Une norme de progression des dépenses publiques doit compléter le critère de soutenabilité. Elle a été suggérée en France par de nombreux experts. Il doit s’agir d’une norme de moyen terme, en particulier sur la durée du quinquennat. Si l’on veut du côté français abaisser le ratio de dépenses publiques ou de prélèvements obligatoires, il faut que, à moyen et long terme, les dépenses publiques augmentent moins vite que le PIB. Le fait que notre croissance potentielle, relativement inerte dans le court terme, soit modique-entre 1 et 1,5% en volume par an (un intervalle justifié par les incertitudes du calcul) signifie que la progression des dépenses publiques au sens de Maastricht (État, collectivités locales, sécurité sociale) devra être nulle voire négative en volume pour atteindre l’objectif fixé. On peut toujours rêver ! Mais derrière les calculs, c’est le thème de l’efficacité des dépenses publiques qui revient. En France, nous avons depuis des années multiplié les démarches et les sigles pour améliorer cette efficacité : la LOLF, la RGPP, la MAP, le projet CAP22, … Sans grand résultat. Il va nous falloir, très vite, combiner la volonté politique et une bonne méthodologie afin de progresser sur la voie de dépenses publiques mieux maîtrisées et plus efficaces. L’urgence de la démarche, je le rappelle, va provenir de l’augmentation inexorable des charges d’intérêt pour l’ensemble des emprunteurs publics du fait de la remontée des taux, augmentation qui va engendrer une pression considérable sur les autres postes budgétaires.

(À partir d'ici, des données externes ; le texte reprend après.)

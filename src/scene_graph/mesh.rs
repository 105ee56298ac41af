use bytemuck::{Pod, Zeroable};
use glam::Vec3;
use id_arena::Id;

pub type MeshId = Id<Mesh>;

#[repr(C)]
#[derive(Copy, Clone, Debug, Pod, Zeroable, PartialEq)]
pub struct Vertex {
    pub position: Vec3,
    pub normal: Vec3,
}

impl Vertex {
    pub fn new(position: Vec3, normal: Vec3) -> Self {
        Self { position, normal }
    }

    pub fn point(position: Vec3) -> Self {
        Self {
            position,
            normal: Vec3::ZERO,
        }
    }
}

#[derive(Debug, Clone, Copy, PartialEq, Eq, Hash)]
pub enum Topology {
    Triangles,
    Lines,
    /// One camera-facing sprite per vertex. Indices are unused.
    Points,
}

/// Static geometry, built once when the scene is composed.
#[derive(Debug, Clone)]
pub struct Mesh {
    pub name: String,
    pub topology: Topology,
    pub vertices: Vec<Vertex>,
    pub indices: Vec<u32>,
}

impl Mesh {
    pub fn element_count(&self) -> u32 {
        match self.topology {
            Topology::Points => self.vertices.len() as u32,
            Topology::Triangles | Topology::Lines => self.indices.len() as u32,
        }
    }
}
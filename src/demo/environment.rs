use glam::Vec3;

use crate::scene_graph::srgb_hex;

/// Maximum number of point lights the scene shaders accept.
pub const MAX_POINT_LIGHTS: usize = 4;

#[derive(Debug, Clone, Copy, PartialEq)]
pub struct PointLight {
    pub position: Vec3,
    pub color: Vec3,
    pub intensity: f32,
}

/// Linear fog between `near` and `far` view distance.
#[derive(Debug, Clone, Copy, PartialEq)]
pub struct Fog {
    pub color: Vec3,
    pub near: f32,
    pub far: f32,
}

impl Fog {
    pub fn factor(&self, distance: f32) -> f32 {
        ((distance - self.near) / (self.far - self.near)).clamp(0.0, 1.0)
    }
}

#[derive(Debug, Clone, PartialEq)]
pub struct Environment {
    pub background: Vec3,
    pub fog: Fog,
    pub ambient_intensity: f32,
    pub point_lights: Vec<PointLight>,
}

impl Environment {
    pub fn new() -> Self {
        let night = srgb_hex(0x000020);

        Self {
            background: night,
            fog: Fog {
                color: night,
                near: 5.0,
                far: 30.0,
            },
            ambient_intensity: 0.2,
            point_lights: vec![
                PointLight {
                    position: Vec3::new(10.0, 10.0, 10.0),
                    color: srgb_hex(0xff00ff),
                    intensity: 1.0,
                },
                PointLight {
                    position: Vec3::new(-10.0, -10.0, -10.0),
                    color: srgb_hex(0x00ffff),
                    intensity: 1.0,
                },
            ],
        }
    }
}

#[cfg(test)]
mod tests {
    use super::*;

    #[test]
    fn fog_factor_is_linear_and_clamped() {
        let fog = Environment::new().fog;
        assert_eq!(fog.factor(0.0), 0.0);
        assert_eq!(fog.factor(5.0), 0.0);
        assert!((fog.factor(17.5) - 0.5).abs() < 1e-6);
        assert_eq!(fog.factor(30.0), 1.0);
        assert_eq!(fog.factor(500.0), 1.0);
    }

    #[test]
    fn lights_fit_in_the_uniform() {
        let environment = Environment::new();
        assert!(environment.point_lights.len() <= MAX_POINT_LIGHTS);
        assert_eq!(environment.background, environment.fog.color);
    }
}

Consolider l’Europe monétaire, bancaire et financière

Pour une BCE résolument pragmatique

Comme les autres banques centrales, la BCE est confrontée aux affres de la stagflation : soit elle resserre rapidement sa politique pour lutter contre l’inflation, au risque d’accentuer le ralentissement de la croissance voire de provoquer (ou de contribuer à engendrer) une récession ; soit elle adopte une attitude moins agressive au risque de sortir de son mandat puisque son objectif « principal » (selon le traité de Maastricht est la stabilité des prix, elle-même menacée par l’inflation actuelle).

En comparaison de la Fed, la BCE a fait preuve jusqu’à présent de prudence et de pragmatisme. Le programme d’achat d’actifs se termine à la fin de juin 2022. Et le premier relèvement de ses taux directeurs- aujourd’hui respectivement à -0,5% pour le taux des facilités de dépôts et 1% pour le taux de refinancement des banques-par la BCE est annoncé pour la réunion de juillet, avec de nouveaux resserrements prévus pour l’automne prochain. D’aucuns reprochent à la BCE son retard vis-à-vis de la Fed, mais les différences de conjoncture et d’emploi des deux côtés de l’Atlantique justifient en partie un tel décalage. La BCE n’est pas moins indépendante que la Fed. Disons qu’elle est plus partagée que cette dernière entre les « faucons » et les « colombes » compte tenu des divergences de situation et de sensibilité entre les pays-membres, et vu qu’elle a par hypothèse moins d’expérience historique que la Réserve fédérale dans la gestion monétaire du cycle économique.

Le décalage évoqué et les différences « d’agressivité » expliquent pourquoi depuis quelques mois l’euro a baissé par rapport au dollar. Au cours actuel d’environ 1,05 dollar pour un euro, faut-il s’inquiéter pour la monnaie unique, sa crédibilité et son image ?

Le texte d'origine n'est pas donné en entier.